-- Opening Marker --

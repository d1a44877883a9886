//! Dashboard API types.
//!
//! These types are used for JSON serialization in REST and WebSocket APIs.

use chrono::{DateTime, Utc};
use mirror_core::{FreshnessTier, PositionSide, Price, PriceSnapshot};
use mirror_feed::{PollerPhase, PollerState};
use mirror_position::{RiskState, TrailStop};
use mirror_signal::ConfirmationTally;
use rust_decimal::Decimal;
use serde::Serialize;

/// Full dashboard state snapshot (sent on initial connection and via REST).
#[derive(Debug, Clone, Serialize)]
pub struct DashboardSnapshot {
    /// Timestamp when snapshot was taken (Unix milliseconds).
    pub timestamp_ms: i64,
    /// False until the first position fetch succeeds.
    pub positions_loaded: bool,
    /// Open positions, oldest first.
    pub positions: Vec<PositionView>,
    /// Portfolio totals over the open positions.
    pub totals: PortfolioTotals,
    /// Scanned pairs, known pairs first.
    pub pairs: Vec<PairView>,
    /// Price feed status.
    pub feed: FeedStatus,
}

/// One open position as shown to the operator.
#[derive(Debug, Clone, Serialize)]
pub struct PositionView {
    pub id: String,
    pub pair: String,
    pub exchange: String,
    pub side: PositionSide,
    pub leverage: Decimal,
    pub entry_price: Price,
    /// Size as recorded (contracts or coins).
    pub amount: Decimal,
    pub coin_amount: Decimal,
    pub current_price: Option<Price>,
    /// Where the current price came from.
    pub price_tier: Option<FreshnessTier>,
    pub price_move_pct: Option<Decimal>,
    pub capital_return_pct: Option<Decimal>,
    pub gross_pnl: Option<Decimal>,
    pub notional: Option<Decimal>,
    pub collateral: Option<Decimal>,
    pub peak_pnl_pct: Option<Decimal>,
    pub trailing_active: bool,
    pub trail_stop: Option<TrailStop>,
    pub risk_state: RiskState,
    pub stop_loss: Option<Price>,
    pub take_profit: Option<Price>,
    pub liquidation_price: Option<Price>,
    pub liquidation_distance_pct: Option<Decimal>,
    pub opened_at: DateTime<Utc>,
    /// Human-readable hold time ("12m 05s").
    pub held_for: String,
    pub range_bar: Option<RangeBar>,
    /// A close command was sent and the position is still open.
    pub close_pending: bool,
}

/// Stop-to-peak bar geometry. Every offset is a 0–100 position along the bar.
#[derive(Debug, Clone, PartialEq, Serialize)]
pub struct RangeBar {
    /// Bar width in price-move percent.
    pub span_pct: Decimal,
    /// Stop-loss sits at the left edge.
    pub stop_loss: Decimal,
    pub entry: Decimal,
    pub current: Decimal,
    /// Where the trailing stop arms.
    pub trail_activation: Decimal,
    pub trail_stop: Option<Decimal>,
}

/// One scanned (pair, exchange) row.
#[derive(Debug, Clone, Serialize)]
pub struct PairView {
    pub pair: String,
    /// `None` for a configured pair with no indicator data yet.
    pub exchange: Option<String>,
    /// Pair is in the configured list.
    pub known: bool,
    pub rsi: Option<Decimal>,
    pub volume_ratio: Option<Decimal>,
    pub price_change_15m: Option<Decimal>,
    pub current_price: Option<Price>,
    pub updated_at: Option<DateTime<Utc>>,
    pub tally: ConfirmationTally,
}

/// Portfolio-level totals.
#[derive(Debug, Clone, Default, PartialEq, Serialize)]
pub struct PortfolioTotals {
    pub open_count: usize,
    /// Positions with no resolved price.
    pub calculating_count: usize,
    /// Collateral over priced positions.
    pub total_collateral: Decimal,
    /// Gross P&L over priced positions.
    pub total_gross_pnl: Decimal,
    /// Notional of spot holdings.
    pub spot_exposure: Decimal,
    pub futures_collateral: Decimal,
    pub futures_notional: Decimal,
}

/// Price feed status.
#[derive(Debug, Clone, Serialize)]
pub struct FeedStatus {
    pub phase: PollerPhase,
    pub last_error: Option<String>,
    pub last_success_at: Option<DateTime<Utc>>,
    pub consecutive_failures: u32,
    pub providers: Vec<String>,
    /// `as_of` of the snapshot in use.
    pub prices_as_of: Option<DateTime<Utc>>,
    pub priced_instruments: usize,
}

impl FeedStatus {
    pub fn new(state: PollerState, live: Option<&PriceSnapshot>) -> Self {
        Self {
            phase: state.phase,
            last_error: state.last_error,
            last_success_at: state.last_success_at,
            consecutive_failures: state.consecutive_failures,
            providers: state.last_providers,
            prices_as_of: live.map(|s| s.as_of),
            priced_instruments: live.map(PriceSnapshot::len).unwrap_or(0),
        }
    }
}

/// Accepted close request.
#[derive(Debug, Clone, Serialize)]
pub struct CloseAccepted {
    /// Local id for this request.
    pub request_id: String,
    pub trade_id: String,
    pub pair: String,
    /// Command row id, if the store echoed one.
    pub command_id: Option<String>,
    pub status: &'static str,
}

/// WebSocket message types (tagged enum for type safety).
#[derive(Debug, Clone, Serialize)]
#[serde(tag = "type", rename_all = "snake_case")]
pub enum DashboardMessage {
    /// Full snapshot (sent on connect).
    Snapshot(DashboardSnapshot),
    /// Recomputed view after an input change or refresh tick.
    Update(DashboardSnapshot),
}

-- Closing Marker --
-- Opening Marker --

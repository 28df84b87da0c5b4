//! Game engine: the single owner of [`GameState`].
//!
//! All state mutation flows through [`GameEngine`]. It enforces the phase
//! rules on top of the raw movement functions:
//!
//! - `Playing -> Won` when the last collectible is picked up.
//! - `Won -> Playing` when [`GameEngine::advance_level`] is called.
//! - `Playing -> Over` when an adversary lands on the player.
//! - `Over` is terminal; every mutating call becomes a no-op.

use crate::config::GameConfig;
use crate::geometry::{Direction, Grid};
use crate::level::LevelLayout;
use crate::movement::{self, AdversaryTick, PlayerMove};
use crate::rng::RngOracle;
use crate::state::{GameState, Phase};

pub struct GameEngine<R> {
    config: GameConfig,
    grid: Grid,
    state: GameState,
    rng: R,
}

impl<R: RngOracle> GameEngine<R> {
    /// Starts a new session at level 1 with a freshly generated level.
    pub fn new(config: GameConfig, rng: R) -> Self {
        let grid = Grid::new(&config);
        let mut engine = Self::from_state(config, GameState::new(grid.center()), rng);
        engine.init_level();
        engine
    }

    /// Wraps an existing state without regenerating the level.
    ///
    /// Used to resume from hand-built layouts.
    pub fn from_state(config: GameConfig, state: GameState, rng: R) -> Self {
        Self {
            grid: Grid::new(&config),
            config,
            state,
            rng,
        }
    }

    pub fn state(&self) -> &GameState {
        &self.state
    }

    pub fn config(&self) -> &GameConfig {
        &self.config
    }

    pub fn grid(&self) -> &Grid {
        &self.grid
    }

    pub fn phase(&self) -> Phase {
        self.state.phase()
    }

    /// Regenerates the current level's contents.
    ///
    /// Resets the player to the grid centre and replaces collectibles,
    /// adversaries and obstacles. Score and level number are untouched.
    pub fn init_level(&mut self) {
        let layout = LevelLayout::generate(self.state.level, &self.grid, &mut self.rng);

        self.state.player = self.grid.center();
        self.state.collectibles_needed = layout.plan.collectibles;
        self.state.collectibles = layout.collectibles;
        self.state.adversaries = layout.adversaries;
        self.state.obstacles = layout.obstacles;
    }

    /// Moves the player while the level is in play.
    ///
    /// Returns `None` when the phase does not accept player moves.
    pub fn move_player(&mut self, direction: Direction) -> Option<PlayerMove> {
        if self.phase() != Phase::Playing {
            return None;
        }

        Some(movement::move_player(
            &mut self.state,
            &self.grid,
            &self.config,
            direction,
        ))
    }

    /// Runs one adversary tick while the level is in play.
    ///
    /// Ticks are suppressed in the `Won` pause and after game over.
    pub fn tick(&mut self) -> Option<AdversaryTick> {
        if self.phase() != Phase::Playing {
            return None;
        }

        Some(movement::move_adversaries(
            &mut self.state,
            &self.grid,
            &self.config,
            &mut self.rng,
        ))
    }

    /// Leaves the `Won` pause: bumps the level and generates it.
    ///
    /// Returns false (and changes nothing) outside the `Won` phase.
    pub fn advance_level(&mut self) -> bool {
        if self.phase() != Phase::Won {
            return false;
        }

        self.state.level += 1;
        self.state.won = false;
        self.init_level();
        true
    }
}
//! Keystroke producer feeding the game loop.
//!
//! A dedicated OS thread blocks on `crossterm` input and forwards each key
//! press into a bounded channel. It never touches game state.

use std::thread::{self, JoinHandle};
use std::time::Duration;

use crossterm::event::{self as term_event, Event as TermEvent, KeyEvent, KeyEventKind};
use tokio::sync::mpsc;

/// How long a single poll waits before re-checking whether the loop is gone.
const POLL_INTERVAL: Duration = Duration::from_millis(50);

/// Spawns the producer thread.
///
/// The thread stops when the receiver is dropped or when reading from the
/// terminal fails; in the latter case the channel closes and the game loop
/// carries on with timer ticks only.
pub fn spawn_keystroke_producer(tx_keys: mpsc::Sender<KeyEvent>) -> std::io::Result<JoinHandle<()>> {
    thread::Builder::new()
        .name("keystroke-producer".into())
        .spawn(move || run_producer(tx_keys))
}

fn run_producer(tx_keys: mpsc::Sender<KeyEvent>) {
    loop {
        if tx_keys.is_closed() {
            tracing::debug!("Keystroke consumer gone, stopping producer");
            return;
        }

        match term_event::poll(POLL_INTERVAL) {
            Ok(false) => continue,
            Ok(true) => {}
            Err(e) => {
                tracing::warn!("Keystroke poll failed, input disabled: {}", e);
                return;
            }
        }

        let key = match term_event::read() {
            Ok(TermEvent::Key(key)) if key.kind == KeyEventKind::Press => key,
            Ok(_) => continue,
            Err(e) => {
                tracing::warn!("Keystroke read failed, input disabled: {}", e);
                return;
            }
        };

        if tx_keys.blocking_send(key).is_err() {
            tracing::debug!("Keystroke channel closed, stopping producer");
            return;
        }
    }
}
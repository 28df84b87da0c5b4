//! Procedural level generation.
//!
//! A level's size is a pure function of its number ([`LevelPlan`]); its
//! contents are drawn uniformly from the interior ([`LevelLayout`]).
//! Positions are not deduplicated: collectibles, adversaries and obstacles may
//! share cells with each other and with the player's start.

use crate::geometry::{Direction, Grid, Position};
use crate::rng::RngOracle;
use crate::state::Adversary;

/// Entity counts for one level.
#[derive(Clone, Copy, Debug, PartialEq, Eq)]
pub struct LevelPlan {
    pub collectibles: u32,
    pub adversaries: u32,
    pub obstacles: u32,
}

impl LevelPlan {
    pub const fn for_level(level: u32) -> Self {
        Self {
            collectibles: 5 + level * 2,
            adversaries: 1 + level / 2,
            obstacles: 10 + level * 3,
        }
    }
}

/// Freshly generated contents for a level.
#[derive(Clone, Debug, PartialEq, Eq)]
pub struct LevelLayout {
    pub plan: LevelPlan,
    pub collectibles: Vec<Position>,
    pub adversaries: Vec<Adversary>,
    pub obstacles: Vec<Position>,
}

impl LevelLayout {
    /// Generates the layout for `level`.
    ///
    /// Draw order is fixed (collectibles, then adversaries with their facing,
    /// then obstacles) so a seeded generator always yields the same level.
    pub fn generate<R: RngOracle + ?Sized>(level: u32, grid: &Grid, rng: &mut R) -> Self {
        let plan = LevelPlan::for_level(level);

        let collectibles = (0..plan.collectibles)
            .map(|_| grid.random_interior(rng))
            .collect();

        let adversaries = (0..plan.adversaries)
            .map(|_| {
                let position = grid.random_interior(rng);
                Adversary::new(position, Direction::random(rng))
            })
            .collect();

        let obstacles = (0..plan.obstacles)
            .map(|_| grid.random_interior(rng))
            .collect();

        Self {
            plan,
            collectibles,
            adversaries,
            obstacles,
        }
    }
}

-- Closing Marker --
-- Opening Marker --

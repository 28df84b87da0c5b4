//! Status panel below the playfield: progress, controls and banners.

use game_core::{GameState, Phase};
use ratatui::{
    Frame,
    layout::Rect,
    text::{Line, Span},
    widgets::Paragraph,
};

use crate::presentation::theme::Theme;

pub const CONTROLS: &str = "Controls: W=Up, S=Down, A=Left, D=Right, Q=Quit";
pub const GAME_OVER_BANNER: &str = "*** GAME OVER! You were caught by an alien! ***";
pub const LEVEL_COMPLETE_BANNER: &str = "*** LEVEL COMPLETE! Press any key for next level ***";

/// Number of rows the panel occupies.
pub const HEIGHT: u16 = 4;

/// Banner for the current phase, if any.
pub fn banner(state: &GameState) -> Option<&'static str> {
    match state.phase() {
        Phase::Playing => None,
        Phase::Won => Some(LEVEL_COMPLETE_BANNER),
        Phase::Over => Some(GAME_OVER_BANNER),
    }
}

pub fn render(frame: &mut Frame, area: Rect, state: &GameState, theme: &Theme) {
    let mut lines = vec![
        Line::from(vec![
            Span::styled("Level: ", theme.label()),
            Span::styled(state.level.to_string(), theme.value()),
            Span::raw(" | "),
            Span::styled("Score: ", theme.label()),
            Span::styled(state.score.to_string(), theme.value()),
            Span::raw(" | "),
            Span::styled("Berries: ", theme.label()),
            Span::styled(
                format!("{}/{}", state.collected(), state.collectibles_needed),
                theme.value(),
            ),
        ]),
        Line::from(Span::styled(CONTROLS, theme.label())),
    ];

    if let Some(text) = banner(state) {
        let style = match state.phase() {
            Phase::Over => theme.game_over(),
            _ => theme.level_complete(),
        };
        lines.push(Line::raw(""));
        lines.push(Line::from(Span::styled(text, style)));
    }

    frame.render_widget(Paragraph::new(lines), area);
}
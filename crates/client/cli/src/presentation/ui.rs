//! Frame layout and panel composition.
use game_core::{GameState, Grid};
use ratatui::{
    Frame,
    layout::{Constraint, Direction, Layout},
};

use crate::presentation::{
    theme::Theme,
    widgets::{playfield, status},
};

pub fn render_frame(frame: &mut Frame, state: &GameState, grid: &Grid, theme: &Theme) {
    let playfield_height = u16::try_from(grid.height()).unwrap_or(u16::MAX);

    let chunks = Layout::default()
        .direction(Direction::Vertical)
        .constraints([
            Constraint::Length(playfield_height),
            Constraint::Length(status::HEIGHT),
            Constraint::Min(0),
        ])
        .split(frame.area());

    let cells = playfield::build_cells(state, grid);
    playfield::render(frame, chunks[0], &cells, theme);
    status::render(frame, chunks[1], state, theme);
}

-- Closing Marker --

● TASK TO CARRY OUT: Copy every line from the data that includes the string "WebSocket".

● ANSWER:
//! These types are used for JSON serialization in REST and WebSocket APIs.
/// WebSocket message types (tagged enum for type safety).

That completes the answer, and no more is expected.